From the Dean: Reporting back from ‘Learn Serve Lead’
We just held our debriefing session for those of us who attended the recent Association of American Medical Colleges (AAMC) annual meeting known as Learn Serve Lead. We joined over 4,500 colleagues from medical schools across the country to compare best practices and discuss common challenges. As promised in a prior column, what follows is a summary of some of the themes that emerged as we each shared notes on what each of us heard and discussed at the meeting. The summary below thus represents the combined experiences of about a dozen attendees. Also please note that the items reviewed below really are generic to health education and not specific to the medical doctor educational program.
- The first session that I attended was a breakfast session for community-based medical schools like ours, and the topic was “What keeps you up at night?” Several of us felt that the greatest challenge was getting enough clinical placements for our students, while some of the other participants were more worried about finances (which, thanks to the phenomenal support we get in the form of appropriated funding from the North Dakota Legislative Assembly, is less of an issue for us). We explored options to try to ensure an adequate number of clinical slots and clinical preceptors for our students. One idea that I proposed was that we try to coordinate more formally with other programs looking for clinical slots (like nursing, pharmacy, and physician assistant studies) and try to take a more “team-based” approach to the learning model. This idea seemed to resonate with the group, and thus we plan to explore this approach with the other health education programs and our clinical affiliates in the state.
- A related issue was the projected healthcare workforce shortages over the next decade or so; if anything, the shortages look worse than previously estimated. Interestingly, the modeling that has been done by the AAMC makes no adjustment whatsoever for the potential impact of artificial intelligence (AI), wearable patient devices, or other new technology. I found this surprising, as I and others have suggested that there will be a major impact of these new and evolving technologies on healthcare delivery, the health of the population, and healthcare workforce needs. So, we will continue our vigorous efforts to expand the healthcare workforce, but we also hope to complement those efforts with exploring new technological advances that may well mitigate some of the projected people shortages.
- Another issue that was discussed at some length was that of tenure. As you may be aware, there have been some issues related to tenure within the North Dakota University System, so the discussion was timely and relevant. Interestingly, national data (at least at medical schools) shows two key findings: first, we are like most other schools in that tenure (or a tenure-track slot) is much more common in basic science departments than in clinical ones; and second, the fraction of total positions covered by tenure across the country has shrunk over time, mainly due to the addition of new medical schools that have a much more limited tenure structure than more “traditional” schools. Regardless, I think the tenure model and process we follow at the School is important, necessary, and appropriate, especially as we compete with other schools for talent.

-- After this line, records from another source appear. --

// SPDX-FileCopyrightText: 2026 Cadence Contributors
// SPDX-License-Identifier: MIT OR Apache-2.0

//! Integration tests for the Cadence configuration system.

use cadence_config::diagnostic::ConfigError;
use cadence_config::model::{CadenceConfig, StorageBackend};
use cadence_config::{load_and_validate_path, load_and_validate_str, load_config_from_str};
use cadence_core::{FunnelStage, OperatingMode};
use figment::providers::{Format, Serialized, Toml};
use figment::Figment;

#[test]
fn full_toml_deserializes_into_cadence_config() {
    let toml = r#"
[agent]
name = "nurture-bot"
log_level = "debug"

[storage]
backend = "memory"
database_path = "/tmp/cadence-test.db"
wal_mode = false

[orchestrator]
mode = "auto"
tick_interval_secs = 30
max_entries_per_tick = 10
worker_concurrency = 2
confirmation_ttl_secs = 3600

[fatigue]
window_hours = 12
max_contacts = 3
min_gap_minutes = 0
base_cooldown_hours = 4
negative_backoff_factor = 3.0

[timing]
business_hours_start = 8
business_hours_end = 18
default_utc_offset_minutes = 120
horizon_hours = 24

[strategy]
no_reply_threshold = 2
business_bias_hours = 12
biased_stages = ["lead", "qualified"]
"#;

    let config = load_config_from_str(toml).expect("valid TOML should deserialize");
    assert_eq!(config.agent.name, "nurture-bot");
    assert_eq!(config.storage.backend, StorageBackend::Memory);
    assert!(!config.storage.wal_mode);
    assert_eq!(config.orchestrator.mode, OperatingMode::Auto);
    assert_eq!(config.orchestrator.tick_interval_secs, 30);
    assert_eq!(config.orchestrator.worker_concurrency, 2);
    assert_eq!(config.fatigue.max_contacts, 3);
    assert_eq!(config.fatigue.negative_backoff_factor, 3.0);
    assert_eq!(config.timing.default_utc_offset_minutes, 120);
    assert_eq!(
        config.strategy.biased_stages,
        vec![FunnelStage::Lead, FunnelStage::Qualified]
    );
    // Unspecified keys in a present section keep their defaults.
    assert_eq!(config.orchestrator.max_attempts, 3);
    assert_eq!(config.timing.candidate_step_minutes, 60);
}

#[test]
fn missing_sections_use_defaults() {
    let config = load_config_from_str("").expect("empty TOML uses defaults");
    assert_eq!(config.orchestrator.mode, OperatingMode::SemiAuto);
    assert_eq!(config.fatigue.window_hours, 24);
    assert_eq!(config.strategy.no_reply_threshold, 3);
}

#[test]
fn unknown_field_in_fatigue_is_rejected_with_suggestion() {
    let errors = load_and_validate_str(
        r#"
[fatigue]
max_contcts = 3
"#,
    )
    .expect_err("unknown key should fail");

    assert!(errors.iter().any(|e| matches!(
        e,
        ConfigError::UnknownKey { key, suggestion, .. }
            if key == "max_contcts" && suggestion.as_deref() == Some("max_contacts")
    )));
}

#[test]
fn unknown_top_level_section_is_rejected() {
    let result = load_config_from_str(
        r#"
[telemetry]
enabled = true
"#,
    );
    assert!(result.is_err());
}

#[test]
fn invalid_mode_produces_diagnostic() {
    let errors = load_and_validate_str(
        r#"
[orchestrator]
mode = "manual"
"#,
    )
    .expect_err("unknown mode should fail");
    assert!(!errors.is_empty());
}

#[test]
fn wrong_type_produces_invalid_type() {
    let errors = load_and_validate_str(
        r#"
[orchestrator]
tick_interval_secs = "soon"
"#,
    )
    .expect_err("string for integer should fail");
    assert!(errors
        .iter()
        .any(|e| matches!(e, ConfigError::InvalidType { .. })));
}

#[test]
fn validation_runs_after_deserialization() {
    let errors = load_and_validate_str(
        r#"
[timing]
business_hours_start = 20
business_hours_end = 8
"#,
    )
    .expect_err("inverted hours should fail validation");
    assert!(errors
        .iter()
        .any(|e| matches!(e, ConfigError::Validation { .. })));
}

#[test]
fn env_style_override_wins_over_file() {
    // Simulates CADENCE_ORCHESTRATOR_MODE without mutating the process env.
    let config: CadenceConfig = Figment::new()
        .merge(Serialized::defaults(CadenceConfig::default()))
        .merge(Toml::string("[orchestrator]\nmode = \"semi_auto\"\n"))
        .merge(("orchestrator.mode", "auto"))
        .extract()
        .expect("should merge override");
    assert_eq!(config.orchestrator.mode, OperatingMode::Auto);
}

#[test]
fn load_from_explicit_path() {
    let dir = tempfile::tempdir().unwrap();
    let path = dir.path().join("cadence.toml");
    std::fs::write(&path, "[fatigue]\nmax_contacts = 2\n").unwrap();

    let config = load_and_validate_path(&path).expect("file config should load");
    assert_eq!(config.fatigue.max_contacts, 2);
}

#[test]
fn config_error_renders_with_miette() {
    let errors = load_and_validate_str("[agent]\nnaem = \"x\"\n").unwrap_err();
    let handler = miette::GraphicalReportHandler::new();
    let mut out = String::new();
    let diagnostic: &dyn miette::Diagnostic = &errors[0];
    handler.render_report(&mut out, diagnostic).unwrap();
    assert!(out.contains("naem"));
}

- There was substantial discussion around the recent Supreme Court decision regarding “race conscious” admissions at the University of North Carolina and Harvard. Importantly, it was reconfirmed that our Indians Into Medicine (INMED) program and other programs related to Indigenous students are not impacted by this decision as the Indigenous criterion is considered a political and not a racial/ethnic designation.
- An interesting development was noted in the assessment arena related to the evaluation both of learners and teachers/mentors/preceptors. These processes often focus on identifying deficiencies or areas for improvement. But the concept that was promulgated is to recognize and highlight superior – not just problematic – performance. Termed “above and beyond,” the idea is to highlight outstanding efforts, and not just focus on perceived shortcomings. This sounds good to me – I always prefer the carrot to the stick!
- Finally, another important theme that we discussed related to the importance of adequate preparations for crises of various forms, both from a preparedness standpoint as well as a communication standpoint. I think that UND and the SMHS are reasonably positioned in both regards, but the discussion is prompting us to take an even harder look at how we might respond to a variety of potential crises, the most worrisome obviously being a threat to our students, faculty, and staff.
All in all, we all felt that the debrief meeting was a quite productive interaction and discussion, and reflected the excellence of the national AAMC meeting.
Finally, don’t forget about the School’s annual holiday luncheon, to be held starting at 11:30 a.m. on the first floor of the SMHS building in Grand Forks, on Tuesday, Dec. 5, and the annual holiday gatherings the School sponsors on each of our four campuses across the state. Consider this your personal invite!